Un articolo con infografiche del sito di approfondimento Correctiv mostra com’è cambiata la popolazione europea, municipalità per municipalità, dal 1961 al 2024.
Nel complesso la popolazione europea è aumentata, anche se a un ritmo sempre minore, e sempre più a causa dell’immigrazione: si prevede che l’Europa raggiungerà un picco demografico nel 2029 per poi declinare, e senza immigrazione avrebbe cominciato a diminuire già dal 2012. La crescita demografica, però, è ed è stata molto disomogenea: i paesi ex-comunisti si stanno già spopolando, mentre si prevede che gli abitanti di Irlanda, Svezia, Paesi Bassi e Lussemburgo continueranno ad aumentare anche in futuro. All’interno dei vari paesi, inoltre, si nota uno spopolamento generalizzato delle campagne (il 20% dei comuni rurali ha visto dimezzare la propria popolazione nel periodo considerato), a vantaggio delle aree metropolitane. La Spagna è un buon esempio di questo trend: l’80% delle municipalità europee che sono cresciute di più sono sobborghi di Madrid, mentre nella provincia di La Rioja esiste un comune, Villaroya, la cui popolazione si è ridotta a sette abitanti. Questo fenomeno rende più complicato garantire un adeguato livello di servizi pubblici nelle campagne, col risultato di stimolarne ancora di più lo svuotamento: tutto il continente, comunque, comincia a sentire gli effetti della crescita dell’età media, nonostante i tentativi di vari governi di incrementare la natalità e l’immigrazione, che comunque colpisce in maniera molto diversa i vari paesi.

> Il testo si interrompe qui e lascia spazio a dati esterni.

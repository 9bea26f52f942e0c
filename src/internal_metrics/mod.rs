//! # Internal Metrics Module
//!
//! Prometheus metrics for the gateway.
//!
//! ## Components:
//!
//! - **`MetricsBuilder`**: The entry point for initializing the metrics
//!   system. It installs the Prometheus recorder, binds the scrape listener,
//!   and constructs the `Metrics` handle.
//!
//! - **`Metrics`**: A lightweight, cloneable struct that serves as the public
//!   API for the rest of the application. Labeled metrics are emitted via
//!   macros at their call sites; this struct carries handles for the
//!   unlabeled hot-path counters.
//!
//! - **`MetricsServer`**: (Defined in `server.rs`) An `axum`-based web server
//!   that exposes the `/metrics` endpoint for Prometheus to scrape.

use crate::config::MetricsConfig;
use crate::internal_metrics::server::MetricsServer;
use metrics::{Counter, Unit};
use metrics_exporter_prometheus::{Matcher, PrometheusBuilder};
use std::net::SocketAddr;
use tokio::net::TcpListener;
use tokio::sync::watch;
use tracing::error;

/// The public API for the metrics system.
#[derive(Clone)]
pub struct Metrics {
    pub alerts_received_total: Counter,
}

impl std::fmt::Debug for Metrics {
    fn fmt(&self, f: &mut std::fmt::Formatter<'_>) -> std::fmt::Result {
        f.debug_struct("Metrics").finish_non_exhaustive()
    }
}

impl Metrics {
    /// Creates a new `Metrics` instance and registers descriptions for all
    /// supported metrics with the global recorder.
    pub fn new() -> Self {
        metrics::describe_counter!(
            "alerts_received_total",
            Unit::Count,
            "Total number of alerts accepted for dispatch across all ingest endpoints."
        );
        metrics::describe_counter!(
            "notifications_total",
            Unit::Count,
            "Total number of per-tag delivery outcomes, labeled by outcome (sent, skipped, failed)."
        );
        metrics::describe_counter!(
            "dedupe_suppressed_total",
            Unit::Count,
            "Total number of notifications suppressed by the deduplication window."
        );
        metrics::describe_gauge!(
            "dedupe_cache_entries",
            Unit::Count,
            "Current number of keys tracked by the deduplication cache."
        );
        metrics::describe_histogram!(
            "dispatch_duration_seconds",
            Unit::Seconds,
            "Wall-clock time to dispatch one alert batch, including retries."
        );

        Self {
            alerts_received_total: metrics::counter!("alerts_received_total"),
        }
    }

    /// Creates a `Metrics` instance that performs no operations.
    /// Used when metrics are disabled in the configuration.
    pub fn disabled() -> Self {
        Self {
            alerts_received_total: metrics::counter!("disabled"),
        }
    }

    /// Creates a `Metrics` instance suitable for testing.
    ///
    /// Without an installed recorder the `metrics` crate's default is a
    /// no-op, so tests can hand out handles freely.
    pub fn new_for_test() -> Self {
        Self::new()
    }
}

/// Builder for the metrics system.
///
/// Responsible for initializing the Prometheus recorder, binding the scrape
/// listener, and creating the `Metrics` handle.
pub struct MetricsBuilder {
    config: MetricsConfig,
}

impl MetricsBuilder {
    /// Creates a new `MetricsBuilder` with the given configuration.
    pub fn new(config: MetricsConfig) -> Self {
        Self { config }
    }

    /// Initializes the metrics system and returns a `Metrics` handle and an
    /// optional `MetricsServer`.
    ///
    /// If metrics are disabled in the configuration, or any part of the setup
    /// fails, this method returns a disabled `Metrics` instance and `None`
    /// for the server; the gateway runs fine without them.
    ///
    /// # Arguments
    ///
    /// * `shutdown_rx` - A watch channel receiver for graceful shutdown.
    pub fn build(
        self,
        shutdown_rx: watch::Receiver<bool>,
    ) -> (Metrics, Option<(MetricsServer, SocketAddr)>) {
        if !self.config.enabled {
            return (Metrics::disabled(), None);
        }

        let recorder = match PrometheusBuilder::new().set_buckets_for_metric(
            Matcher::Suffix("duration_seconds".to_string()),
            &[0.005, 0.01, 0.025, 0.05, 0.1, 0.25, 0.5, 1.0, 2.5, 5.0, 10.0],
        ) {
            Ok(builder) => builder.build_recorder(),
            Err(e) => {
                error!("Failed to configure Prometheus histogram buckets: {}", e);
                return (Metrics::disabled(), None);
            }
        };
        let handle = recorder.handle();

        // Bind the listener before installing the recorder so a bad address
        // leaves the global recorder untouched.
        let listener = match std::net::TcpListener::bind(self.config.listen_address) {
            Ok(listener) => listener,
            Err(e) => {
                error!(
                    "Failed to bind metrics server to {}: {}",
                    self.config.listen_address, e
                );
                return (Metrics::disabled(), None);
            }
        };

        let addr = match listener.local_addr() {
            Ok(addr) => addr,
            Err(e) => {
                error!("Failed to get local address for metrics server: {}", e);
                return (Metrics::disabled(), None);
            }
        };

        // The listener must be non-blocking to be used with Tokio.
        if let Err(e) = listener.set_nonblocking(true) {
            error!("Failed to set metrics listener non-blocking: {}", e);
            return (Metrics::disabled(), None);
        }
        let listener = match TcpListener::from_std(listener) {
            Ok(listener) => listener,
            Err(e) => {
                error!("Failed to register metrics listener with the runtime: {}", e);
                return (Metrics::disabled(), None);
            }
        };

        if let Err(e) = metrics::set_global_recorder(recorder) {
            error!("Failed to install Prometheus recorder: {}", e);
            return (Metrics::disabled(), None);
        }

        let metrics = Metrics::new();
        let server = MetricsServer::new(listener, handle, shutdown_rx);

        (metrics, Some((server, addr)))
    }
}

pub mod server;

Western and Northern Europe are benefiting from migration from outside the EU and from other EU member states.
In southern Europe, Italy and Spain are attracting non-EU migrants but are simultaneously experiencing some emigration to other EU countries as well as extremely low birth rates of around 1.3 births per woman, whereby their populations are expected to shrink in the long term.
Eastern Europe faces a triple demographic threat: low birth rates, ageing populations and significant emigration to Western Europe. Although these countries are gaining some population due to immigration from non-EU countries, these gains are not sufficient to compensate for their losses.